Dataset Block Start
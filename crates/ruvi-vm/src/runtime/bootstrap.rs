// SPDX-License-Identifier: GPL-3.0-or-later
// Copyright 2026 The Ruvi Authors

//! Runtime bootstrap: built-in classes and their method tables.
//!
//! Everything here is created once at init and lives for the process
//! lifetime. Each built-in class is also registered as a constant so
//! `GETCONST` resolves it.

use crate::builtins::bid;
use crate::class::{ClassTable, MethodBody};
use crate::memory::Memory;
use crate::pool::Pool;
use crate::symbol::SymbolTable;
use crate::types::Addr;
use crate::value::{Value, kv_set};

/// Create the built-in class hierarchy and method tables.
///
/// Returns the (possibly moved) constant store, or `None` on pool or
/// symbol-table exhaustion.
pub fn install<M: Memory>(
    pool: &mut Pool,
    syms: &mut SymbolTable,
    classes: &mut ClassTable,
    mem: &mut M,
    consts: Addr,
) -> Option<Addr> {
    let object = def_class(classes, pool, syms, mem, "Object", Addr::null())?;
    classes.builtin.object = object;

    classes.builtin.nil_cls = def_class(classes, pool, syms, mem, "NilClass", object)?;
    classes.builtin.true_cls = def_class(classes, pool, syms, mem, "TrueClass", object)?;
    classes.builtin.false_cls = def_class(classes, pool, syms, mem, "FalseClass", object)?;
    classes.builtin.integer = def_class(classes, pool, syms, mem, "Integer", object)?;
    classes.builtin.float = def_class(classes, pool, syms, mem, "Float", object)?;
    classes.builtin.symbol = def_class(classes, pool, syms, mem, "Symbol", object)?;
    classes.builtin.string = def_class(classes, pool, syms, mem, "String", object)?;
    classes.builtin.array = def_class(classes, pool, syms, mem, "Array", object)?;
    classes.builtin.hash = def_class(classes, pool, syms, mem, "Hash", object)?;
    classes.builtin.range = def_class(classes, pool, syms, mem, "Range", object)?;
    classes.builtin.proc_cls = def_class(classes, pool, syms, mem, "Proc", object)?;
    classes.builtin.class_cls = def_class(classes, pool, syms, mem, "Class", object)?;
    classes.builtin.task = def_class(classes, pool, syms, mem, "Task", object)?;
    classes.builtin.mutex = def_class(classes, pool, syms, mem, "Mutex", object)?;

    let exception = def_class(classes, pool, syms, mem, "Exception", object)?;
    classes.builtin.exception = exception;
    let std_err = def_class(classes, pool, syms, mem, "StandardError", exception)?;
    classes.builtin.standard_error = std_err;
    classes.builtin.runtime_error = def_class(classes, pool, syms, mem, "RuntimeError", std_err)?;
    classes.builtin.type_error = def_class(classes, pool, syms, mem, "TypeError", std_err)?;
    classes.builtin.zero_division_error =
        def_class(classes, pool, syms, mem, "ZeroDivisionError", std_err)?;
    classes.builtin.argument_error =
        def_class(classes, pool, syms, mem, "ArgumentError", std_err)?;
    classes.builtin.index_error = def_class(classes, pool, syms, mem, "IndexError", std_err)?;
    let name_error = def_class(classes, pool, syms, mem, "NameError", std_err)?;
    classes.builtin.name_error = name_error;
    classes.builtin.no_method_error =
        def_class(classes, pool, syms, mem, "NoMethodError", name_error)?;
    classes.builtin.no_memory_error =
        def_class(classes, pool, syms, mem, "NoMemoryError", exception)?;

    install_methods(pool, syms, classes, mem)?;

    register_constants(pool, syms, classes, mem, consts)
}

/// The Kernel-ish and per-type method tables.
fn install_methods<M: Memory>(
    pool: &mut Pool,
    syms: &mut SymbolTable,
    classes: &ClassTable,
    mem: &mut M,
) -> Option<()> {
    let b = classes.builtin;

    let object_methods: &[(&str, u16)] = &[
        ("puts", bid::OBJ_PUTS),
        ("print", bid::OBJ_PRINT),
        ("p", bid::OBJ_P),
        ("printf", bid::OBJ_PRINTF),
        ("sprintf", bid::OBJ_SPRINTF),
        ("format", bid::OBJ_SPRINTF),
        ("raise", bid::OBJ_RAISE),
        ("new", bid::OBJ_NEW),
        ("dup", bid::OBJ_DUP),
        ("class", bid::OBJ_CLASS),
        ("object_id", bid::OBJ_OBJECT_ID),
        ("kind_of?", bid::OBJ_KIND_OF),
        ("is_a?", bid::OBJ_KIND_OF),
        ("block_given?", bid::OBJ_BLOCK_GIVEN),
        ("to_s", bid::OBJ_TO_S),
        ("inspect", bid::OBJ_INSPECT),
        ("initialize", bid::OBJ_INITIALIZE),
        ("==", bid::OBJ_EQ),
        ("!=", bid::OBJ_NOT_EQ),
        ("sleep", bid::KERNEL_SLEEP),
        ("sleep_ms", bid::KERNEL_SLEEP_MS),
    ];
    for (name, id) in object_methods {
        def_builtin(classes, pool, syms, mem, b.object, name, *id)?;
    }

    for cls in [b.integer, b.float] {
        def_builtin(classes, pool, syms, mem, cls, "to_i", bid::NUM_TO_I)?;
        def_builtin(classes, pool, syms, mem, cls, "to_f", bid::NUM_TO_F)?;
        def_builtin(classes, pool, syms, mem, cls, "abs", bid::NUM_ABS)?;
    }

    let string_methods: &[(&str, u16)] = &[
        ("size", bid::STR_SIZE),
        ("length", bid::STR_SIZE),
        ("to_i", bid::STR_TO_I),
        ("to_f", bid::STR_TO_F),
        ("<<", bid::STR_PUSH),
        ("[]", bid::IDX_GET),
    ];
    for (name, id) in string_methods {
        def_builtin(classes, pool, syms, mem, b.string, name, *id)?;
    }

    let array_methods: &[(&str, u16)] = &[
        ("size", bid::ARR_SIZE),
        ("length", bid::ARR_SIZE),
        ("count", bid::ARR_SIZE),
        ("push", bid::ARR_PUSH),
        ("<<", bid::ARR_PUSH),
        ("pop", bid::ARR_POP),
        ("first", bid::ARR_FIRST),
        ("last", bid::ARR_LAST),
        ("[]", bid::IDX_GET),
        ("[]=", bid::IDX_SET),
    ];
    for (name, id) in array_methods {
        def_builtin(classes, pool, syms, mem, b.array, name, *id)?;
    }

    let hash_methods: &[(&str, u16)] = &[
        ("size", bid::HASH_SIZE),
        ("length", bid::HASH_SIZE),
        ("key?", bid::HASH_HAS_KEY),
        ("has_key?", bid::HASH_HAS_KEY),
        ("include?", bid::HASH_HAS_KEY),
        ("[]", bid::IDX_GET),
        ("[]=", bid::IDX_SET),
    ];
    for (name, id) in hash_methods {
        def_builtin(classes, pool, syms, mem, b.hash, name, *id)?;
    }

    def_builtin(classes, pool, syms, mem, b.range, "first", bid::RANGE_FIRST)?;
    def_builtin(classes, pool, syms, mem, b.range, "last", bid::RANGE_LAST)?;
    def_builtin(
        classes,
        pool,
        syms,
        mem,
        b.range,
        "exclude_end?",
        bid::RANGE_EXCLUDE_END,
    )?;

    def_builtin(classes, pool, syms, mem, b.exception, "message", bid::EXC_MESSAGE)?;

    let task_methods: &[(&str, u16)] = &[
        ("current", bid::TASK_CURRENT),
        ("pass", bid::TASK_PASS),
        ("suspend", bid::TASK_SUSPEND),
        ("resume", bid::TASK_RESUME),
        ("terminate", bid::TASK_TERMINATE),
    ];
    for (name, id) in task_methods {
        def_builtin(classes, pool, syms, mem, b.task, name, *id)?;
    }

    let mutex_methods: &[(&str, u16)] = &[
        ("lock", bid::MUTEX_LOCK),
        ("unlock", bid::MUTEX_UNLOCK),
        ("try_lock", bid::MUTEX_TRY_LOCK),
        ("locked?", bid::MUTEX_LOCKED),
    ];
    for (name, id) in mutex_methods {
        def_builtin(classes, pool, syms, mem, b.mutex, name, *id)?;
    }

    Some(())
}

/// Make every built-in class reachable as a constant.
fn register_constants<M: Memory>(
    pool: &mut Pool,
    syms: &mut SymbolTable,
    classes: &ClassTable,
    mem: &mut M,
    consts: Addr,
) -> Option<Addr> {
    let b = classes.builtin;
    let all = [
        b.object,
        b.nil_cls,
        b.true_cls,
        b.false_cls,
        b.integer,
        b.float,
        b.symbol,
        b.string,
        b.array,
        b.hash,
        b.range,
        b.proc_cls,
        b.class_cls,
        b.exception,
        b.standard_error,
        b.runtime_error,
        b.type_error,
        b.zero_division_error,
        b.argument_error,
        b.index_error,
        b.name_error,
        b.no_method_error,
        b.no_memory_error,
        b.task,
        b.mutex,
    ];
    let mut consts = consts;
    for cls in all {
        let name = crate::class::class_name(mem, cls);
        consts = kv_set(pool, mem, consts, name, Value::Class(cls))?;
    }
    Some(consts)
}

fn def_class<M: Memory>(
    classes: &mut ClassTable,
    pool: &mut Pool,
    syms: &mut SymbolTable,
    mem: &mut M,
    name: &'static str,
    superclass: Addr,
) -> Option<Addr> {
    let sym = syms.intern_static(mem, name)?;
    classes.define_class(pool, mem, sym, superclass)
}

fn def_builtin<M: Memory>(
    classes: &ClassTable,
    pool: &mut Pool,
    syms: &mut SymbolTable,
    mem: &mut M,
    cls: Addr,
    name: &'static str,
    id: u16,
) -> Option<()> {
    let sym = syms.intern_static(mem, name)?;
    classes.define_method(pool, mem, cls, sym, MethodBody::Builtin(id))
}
Dataset Block End
Looking over the records, find each line with the word "superclass" and copy it.

    superclass: Addr,
    classes.define_class(pool, mem, sym, superclass)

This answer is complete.